It is in such a place as this that any meditation upon death loses both its sentimental and its ascetic aspect, and becomes wholly aesthetic, so that it can never be before this fresco that such a contemplation should be, as it were, "a lifelong following of one's own funeral." And indeed, it is not any gross fear of death that comes to one at all here in the mysterious sunshine, but a new delight in life. Those joyful pleasant paintings of Benozzo Gozzoli, a third-rate master, but one who is always full of joy and sunshine, with a certain understanding and love, too, of the hills and the trees, seem to confirm us in our delight at the sun and the sea wind, here in Italy, in Italy at last. For, indeed, in what other land than this could a cemetery be so beautiful, and where else in the world do frescoes like these stain the walls out of doors amid a litter of antique statues, graves, and flowers over the heroic or holy dead? Here you may see life at its sanest and most splendid moments. In the long hot days of the vintage, for instance, when the young men tread the wine-press, the girls bear the grapes in great baskets, and boy and girl together pluck the purple fruit. Call it, if you will, the Drunkenness of Noah, you will forget the subject altogether in your delight in the sun and the joy of the vintage itself, where the girls dance among the vines under the burden of the grapes, and the little children play with the dogs, and the goodman tastes the wine. Or again, in the fresco of the Tower of Babel: think if you can of all the mere horror of the confusion, and the terror of death, but in a moment you will forget it, remembering only that heroic Republic which amid her enemies built her splendid city, her beautiful Duomo, her Tower like the horn of an unicorn, and this Campo Santo too, where the hours pass so softly, and the hottest days are cool and full of delight. The Victory of Abraham is a battle gay with the banners of Pisa, when the Gonfalons of Florence lay low in the dust. The Curse of Ham, with its multitude of children, is just the departure of some prodigal for the Sardinian wars on a summer evening beyond the city gate. Thus alone in this place of death Pisa lives, ah! not in the desolate streets of the modern city, but fading on the walls of her Campo Santo, a ghost among ghosts, immortalised by an alien hand.

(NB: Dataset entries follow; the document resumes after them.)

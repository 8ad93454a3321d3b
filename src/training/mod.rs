//! Training infrastructure for causal LM fine-tuning
//!
//! - **Loss**: token cross-entropy with an optional label mask
//! - **Metrics**: argmax accuracy and perplexity
//! - **Data**: JSONL text records and a collator producing padded batches
//! - **Trainer**: AdamW loop over an engine's trainable variables
//!
//! ```rust,ignore
//! use causal_tune::training::{load_jsonl, Trainer, TrainingConfig};
//!
//! let records = load_jsonl(Path::new("data/train.jsonl")).await?;
//! let mut trainer = Trainer::new(&engine, TrainingConfig::default())?;
//! let summary = trainer.train(&records, None)?;
//! ```

pub mod config;
pub mod data;
pub mod loss;
pub mod metrics;
pub mod trainer;

pub use config::TrainingConfig;
pub use data::{batch_indices, load_jsonl, Collator, TextRecord};
pub use loss::CrossEntropyLoss;
pub use metrics::{accuracy, perplexity};
pub use trainer::{evaluate, EpochMetrics, Trainer, TrainingState, TrainingSummary, SUMMARY_FILENAME};
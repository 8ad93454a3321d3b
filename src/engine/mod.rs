//! Fine-tuning engines for causal language models
//!
//! An engine owns a model, its tokenizer and the loss, and exposes one
//! training step, one validation step and checkpoint saving:
//!
//! - [`CausalEngine`] trains the whole model, or a frozen 8-bit base.
//! - [`CausalLoraEngine`] wraps a [`CausalEngine`] and trains LoRA adapters only.
//!
//! ```rust,ignore
//! use causal_tune::engine::{CausalLoraEngine, Engine, EngineOptions};
//!
//! let engine = CausalLoraEngine::load(EngineOptions::from_model_name("my-org/tiny-llama"), None).await?;
//! let loss = engine.training_step(&batch)?;
//! let accuracy = engine.validation_step(&batch)?;
//! engine.save(Path::new("out/adapter"))?;
//! ```

pub mod batch;
pub mod causal;
pub mod lora;

#[cfg(test)]
mod tests;

pub use batch::Batch;
pub use causal::{CausalEngine, EngineOptions};
pub use lora::CausalLoraEngine;

use candle_core::{Tensor, Var};
use std::path::Path;
use tokenizers::Tokenizer;

use crate::error::Result;
use crate::model::CausalLm;

/// Operations shared by every engine
pub trait Engine {
    /// Forward pass and loss; returns a rank-0 F32 tensor ready for `backward`
    fn training_step(&self, batch: &Batch) -> Result<Tensor>;

    /// Forward pass in eval mode; returns argmax accuracy in `[0, 1]`
    fn validation_step(&self, batch: &Batch) -> Result<f64>;

    /// Write a checkpoint into `dir`, creating it if needed
    fn save(&self, dir: &Path) -> Result<()>;

    /// Variables the optimizer should update
    fn trainable_vars(&self) -> Vec<Var>;

    fn tokenizer(&self) -> &Tokenizer;

    fn model(&self) -> &CausalLm;
}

Coming last of all to the greatest wonder of the Piazza, it is really with surprise you find the Campanile so beautiful, perhaps the most beautiful tower of Italy. It is like a lily leaning in the wind, it is like the slanting horn of an unicorn, it is like an ivory Madonna that the artist has not had the heart to carve since the ivory was so fair. Begun in 1174, it was designed by Bonannus. He made it all of white marble, which has faded now to the colour of old ivory. Far away at the top of the tower live the great bells, and especially La Pasquareccia, [61] founded in 1262, stamped with a relief of the Annunciation, for it used to ring the Ave. I think there can be no reasonable doubt that the lean of the Tower is due to some terrible accident which befell it after the third gallery had been built, for the fourth gallery, added in 1204 by Benenabo, begins to rectify the sinking; the rest, built in 1260, continues to throw the weight from the lower to the higher side. As we know, the whole Piazza was a marsh, and just as the foundations of the Tower of S. Niccolò have given a little, so these sank much earlier, offering an unique opportunity to a barbarian architect. There is, as has been often very rightly said, no such thing as a freak in Italian art: its aim was beauty, very simple and direct; nowhere in all its history will you find a grotesque such as this. It is strange that a northerner, William of Innspruck, finished the Tower the fifth storey in 1260; and it may well be that this Teuton brought to the work something of a natural delight in such a thing as this, and contrived to finish it, instead of beginning again. It seems necessary to add that the tower would be more beautiful if it were perfectly upright.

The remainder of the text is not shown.